## [Brief]
How many lines in the listing include the string "Instant"? Reply with the number alone.
━━━━━━━━━━━━━━━━━━━━
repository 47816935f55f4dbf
mod app;

pub use app::{TestApp, TestRequest, TestResponse};
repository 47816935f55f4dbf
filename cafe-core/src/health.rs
//! Health check endpoint support.
//!
//! A [`HealthIndicator`] probes one dependency; [`health_response`] runs a
//! single indicator and renders the aggregated JSON body:
//!
//! ```json
//! { "status": "UP", "checks": [ { "name": "db", "status": "UP", "duration_ms": 0 } ] }
//! ```
//!
//! The response is `200 OK` when every check is up and `503 Service
//! Unavailable` otherwise.

use std::time::Instant;

use axum::http::StatusCode;
use axum::response::{IntoResponse, Json, Response};
use serde::Serialize;

/// Result of a single health check.
#[derive(Debug, Clone, PartialEq, Eq)]
pub enum HealthStatus {
    Up,
    Down(String),
}

impl HealthStatus {
    pub fn is_up(&self) -> bool {
        matches!(self, HealthStatus::Up)
    }
}

/// A named health indicator.
pub trait HealthIndicator: Send + Sync {
    /// The name of this check (e.g. `"db"`).
    fn name(&self) -> &str;

    fn check(&self) -> impl std::future::Future<Output = HealthStatus> + Send;
}

#[derive(Debug, Clone, Serialize)]
pub struct HealthCheck {
    pub name: String,
    pub status: &'static str,
    #[serde(skip_serializing_if = "Option::is_none")]
    pub reason: Option<String>,
    pub duration_ms: u64,
}

#[derive(Debug, Clone, Serialize)]
pub struct HealthReport {
    pub status: &'static str,
    pub checks: Vec<HealthCheck>,
}

impl HealthReport {
    pub fn is_up(&self) -> bool {
        self.status == "UP"
    }
}

/// Run `indicator` and build the report.
pub async fn run_check<H: HealthIndicator>(indicator: &H) -> HealthReport {
    let start = Instant::now();
    let status = indicator.check().await;
    let duration_ms = start.elapsed().as_millis() as u64;

    let check = match status {
        HealthStatus::Up => HealthCheck {
            name: indicator.name().to_string(),
            status: "UP",
            reason: None,
            duration_ms,
        },
        HealthStatus::Down(reason) => {
            tracing::warn!(check = indicator.name(), %reason, "health check failed");
            HealthCheck {
                name: indicator.name().to_string(),
                status: "DOWN",
                reason: Some(reason),
                duration_ms,
            }
        }
    };

    HealthReport {
        status: if check.status == "UP" { "UP" } else { "DOWN" },
        checks: vec![check],
    }
}

/// Run `indicator` and render the report as an HTTP response.
pub async fn health_response<H: HealthIndicator>(indicator: &H) -> Response {
    let report = run_check(indicator).await;
    let status = if report.is_up() {
        StatusCode::OK
    } else {
        StatusCode::SERVICE_UNAVAILABLE
    };
    (status, Json(report)).into_response()
}
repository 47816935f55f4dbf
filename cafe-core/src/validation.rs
use std::collections::BTreeMap;

use serde::Serialize;

/// A field-level validation error.
#[derive(Debug, Clone, PartialEq, Eq, Serialize)]
pub struct FieldError {
    pub field: String,
    pub message: String,
    pub code: String,
}

/// Ordered collection of field errors produced when binding a submitted form.
#[derive(Debug, Clone, Default, PartialEq, Eq, Serialize)]
pub struct FieldErrors {
    pub errors: Vec<FieldError>,
}

impl FieldErrors {
    pub fn new() -> Self {
        Self::default()
    }

    /// A single error on one field.
    pub fn single(field: &str, message: impl Into<String>, code: &str) -> Self {
        let mut errors = Self::new();
        errors.push(field, message, code);
        errors
    }

    /// Collect every error of a garde report. An empty path maps to `"value"`.
    pub fn from_report(report: &garde::Report) -> Self {
        let errors = report
            .iter()
            .map(|(path, error)| {
                let field = path.to_string();
                FieldError {
                    field: if field.is_empty() { "value".to_string() } else { field },
                    message: error.message().to_string(),
                    code: "validation".to_string(),
                }
            })
            .collect();
        Self { errors }
    }

    pub fn push(&mut self, field: &str, message: impl Into<String>, code: &str) {
        self.errors.push(FieldError {
            field: field.to_string(),
            message: message.into(),
            code: code.to_string(),
        });
    }

    pub fn is_empty(&self) -> bool {
        self.errors.is_empty()
    }

    pub fn len(&self) -> usize {
        self.errors.len()
    }

    /// Messages attached to `field`, in insertion order.
    pub fn messages_for(&self, field: &str) -> Vec<&str> {
        self.errors
            .iter()
            .filter(|e| e.field == field)
            .map(|e| e.message.as_str())
            .collect()
    }

    pub fn has_field(&self, field: &str) -> bool {
        self.errors.iter().any(|e| e.field == field)
    }

    /// Messages grouped by field, the shape templates consume.
    pub fn by_field(&self) -> BTreeMap<String, Vec<String>> {
        let mut grouped: BTreeMap<String, Vec<String>> = BTreeMap::new();
        for e in &self.errors {
            grouped.entry(e.field.clone()).or_default().push(e.message.clone());
        }
        grouped
    }
}

impl std::fmt::Display for FieldErrors {
    fn fmt(&self, f: &mut std::fmt::Formatter<'_>) -> std::fmt::Result {
        write!(f, "{} validation error(s)", self.errors.len())?;
        for e in &self.errors {
            write!(f, "\n  - {}: {}", e.field, e.message)?;
        }
        Ok(())
    }
}

impl std::error::Error for FieldErrors {}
━━━━━━━━━━━━━━━━━━━━
## [Result below]
2